─── DATASET ENTRIES

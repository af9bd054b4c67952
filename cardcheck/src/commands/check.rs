// cardcheck/src/commands/check.rs
//! Check command implementation for validating candidate card numbers.

use std::fs;
use std::io::{self, BufRead, Write};
use std::time::Instant;

use anyhow::{Context, Result};
use is_terminal::IsTerminal;
use log::{debug, info};
use serde::Serialize;

use cardcheck_core::{
    merge_configs, CompositeEngine, ValidationConfig, ValidationEngine, ValidationReport,
};

use crate::cli::CheckCommand;
use crate::ui::trace;

/// Summary of one `check` run, used by `main` for the exit-code policy.
pub struct CheckSummary {
    pub total: usize,
    pub invalid: usize,
}

/// JSON envelope for a single candidate in `--json-stdout` mode.
#[derive(Serialize)]
struct CandidateReport<'a> {
    input: &'a str,
    #[serde(skip_serializing_if = "Option::is_none")]
    elapsed_ns: Option<u128>,
    report: &'a ValidationReport,
}

/// The main operation runner for the `check` command.
pub fn run_check(cmd: &CheckCommand) -> Result<CheckSummary> {
    info!("Starting cardcheck operation.");

    let user_config = match &cmd.config {
        Some(path) => Some(ValidationConfig::load_from_file(path)?),
        None => None,
    };
    let config = merge_configs(
        ValidationConfig::load_defaults()?,
        user_config,
    );
    let engine =
        CompositeEngine::new(config).context("Failed to initialize the validation engine")?;

    let candidates = collect_candidates(cmd)?;
    debug!("Collected {} candidate(s) to validate.", candidates.len());

    let stdout = io::stdout();
    let supports_color = stdout.is_terminal();
    let mut writer = stdout.lock();

    let mut summary = CheckSummary {
        total: 0,
        invalid: 0,
    };

    for candidate in &candidates {
        // Timing is a presentation concern, so the clock runs out here
        // rather than inside the engine.
        let started = Instant::now();
        let report = engine.validate(candidate);
        let elapsed_ns = started.elapsed().as_nanos();

        if summary.total > 0 && !cmd.json_stdout {
            writeln!(writer)?;
        }
        summary.total += 1;
        if !report.result.valid {
            summary.invalid += 1;
        }

        if cmd.json_stdout {
            let payload = CandidateReport {
                input: candidate,
                elapsed_ns: (!cmd.no_timing).then_some(elapsed_ns),
                report: &report,
            };
            serde_json::to_writer(&mut writer, &payload)?;
            writeln!(writer)?;
        } else {
            if !cmd.no_trace {
                trace::write_trace(&mut writer, &report, supports_color)?;
            }
            trace::write_verdict(&mut writer, &report, supports_color)?;
            if !cmd.no_timing {
                trace::write_timing(&mut writer, elapsed_ns)?;
            }
        }
    }

    info!(
        "Cardcheck operation completed: {} candidate(s), {} invalid.",
        summary.total, summary.invalid
    );
    Ok(summary)
}

/// Resolves the candidate list from the positional argument, an input
/// file, or stdin. Blank lines are skipped.
fn collect_candidates(cmd: &CheckCommand) -> Result<Vec<String>> {
    if let Some(number) = &cmd.number {
        return Ok(vec![number.clone()]);
    }

    let lines: Vec<String> = match &cmd.input_file {
        Some(path) => fs::read_to_string(path)
            .with_context(|| format!("Failed to read input file {}", path.display()))?
            .lines()
            .map(str::to_owned)
            .collect(),
        None => io::stdin()
            .lock()
            .lines()
            .collect::<io::Result<_>>()
            .context("Failed to read candidates from stdin")?,
    };

    Ok(lines
        .into_iter()
        .filter(|line| !line.trim().is_empty())
        .collect())
}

──────

**WHAT THE EXERCISE ASKS**
All of the records shown above should be reproduced exactly.

**RESPONSE AREA**
repository af9bd054b4c67952
filename cardcheck/src/commands/check.rs
// cardcheck/src/commands/check.rs
//! Check command implementation for validating candidate card numbers.

use std::fs;
use std::io::{self, BufRead, Write};
use std::time::Instant;

use anyhow::{Context, Result};
use is_terminal::IsTerminal;
use log::{debug, info};
use serde::Serialize;

use cardcheck_core::{
    merge_configs, CompositeEngine, ValidationConfig, ValidationEngine, ValidationReport,
};

use crate::cli::CheckCommand;
use crate::ui::trace;

/// Summary of one `check` run, used by `main` for the exit-code policy.
pub struct CheckSummary {
    pub total: usize,
    pub invalid: usize,
}

/// JSON envelope for a single candidate in `--json-stdout` mode.
#[derive(Serialize)]
struct CandidateReport<'a> {
    input: &'a str,
    #[serde(skip_serializing_if = "Option::is_none")]
    elapsed_ns: Option<u128>,
    report: &'a ValidationReport,
}

/// The main operation runner for the `check` command.
pub fn run_check(cmd: &CheckCommand) -> Result<CheckSummary> {
    info!("Starting cardcheck operation.");

    let user_config = match &cmd.config {
        Some(path) => Some(ValidationConfig::load_from_file(path)?),
        None => None,
    };
    let config = merge_configs(
        ValidationConfig::load_defaults()?,
        user_config,
    );
    let engine =
        CompositeEngine::new(config).context("Failed to initialize the validation engine")?;

    let candidates = collect_candidates(cmd)?;
    debug!("Collected {} candidate(s) to validate.", candidates.len());

    let stdout = io::stdout();
    let supports_color = stdout.is_terminal();
    let mut writer = stdout.lock();

    let mut summary = CheckSummary {
        total: 0,
        invalid: 0,
    };

    for candidate in &candidates {
        // Timing is a presentation concern, so the clock runs out here
        // rather than inside the engine.
        let started = Instant::now();
        let report = engine.validate(candidate);
        let elapsed_ns = started.elapsed().as_nanos();

        if summary.total > 0 && !cmd.json_stdout {
            writeln!(writer)?;
        }
        summary.total += 1;
        if !report.result.valid {
            summary.invalid += 1;
        }

        if cmd.json_stdout {
            let payload = CandidateReport {
                input: candidate,
                elapsed_ns: (!cmd.no_timing).then_some(elapsed_ns),
                report: &report,
            };
            serde_json::to_writer(&mut writer, &payload)?;
            writeln!(writer)?;
        } else {
            if !cmd.no_trace {
                trace::write_trace(&mut writer, &report, supports_color)?;
            }
            trace::write_verdict(&mut writer, &report, supports_color)?;
            if !cmd.no_timing {
                trace::write_timing(&mut writer, elapsed_ns)?;
            }
        }
    }

    info!(
        "Cardcheck operation completed: {} candidate(s), {} invalid.",
        summary.total, summary.invalid
    );
    Ok(summary)
}

/// Resolves the candidate list from the positional argument, an input
/// file, or stdin. Blank lines are skipped.
fn collect_candidates(cmd: &CheckCommand) -> Result<Vec<String>> {
    if let Some(number) = &cmd.number {
        return Ok(vec![number.clone()]);
    }

    let lines: Vec<String> = match &cmd.input_file {
        Some(path) => fs::read_to_string(path)
            .with_context(|| format!("Failed to read input file {}", path.display()))?
            .lines()
            .map(str::to_owned)
            .collect(),
        None => io::stdin()
            .lock()
            .lines()
            .collect::<io::Result<_>>()
            .context("Failed to read candidates from stdin")?,
    };

    Ok(lines
        .into_iter()
        .filter(|line| !line.trim().is_empty())
        .collect())
}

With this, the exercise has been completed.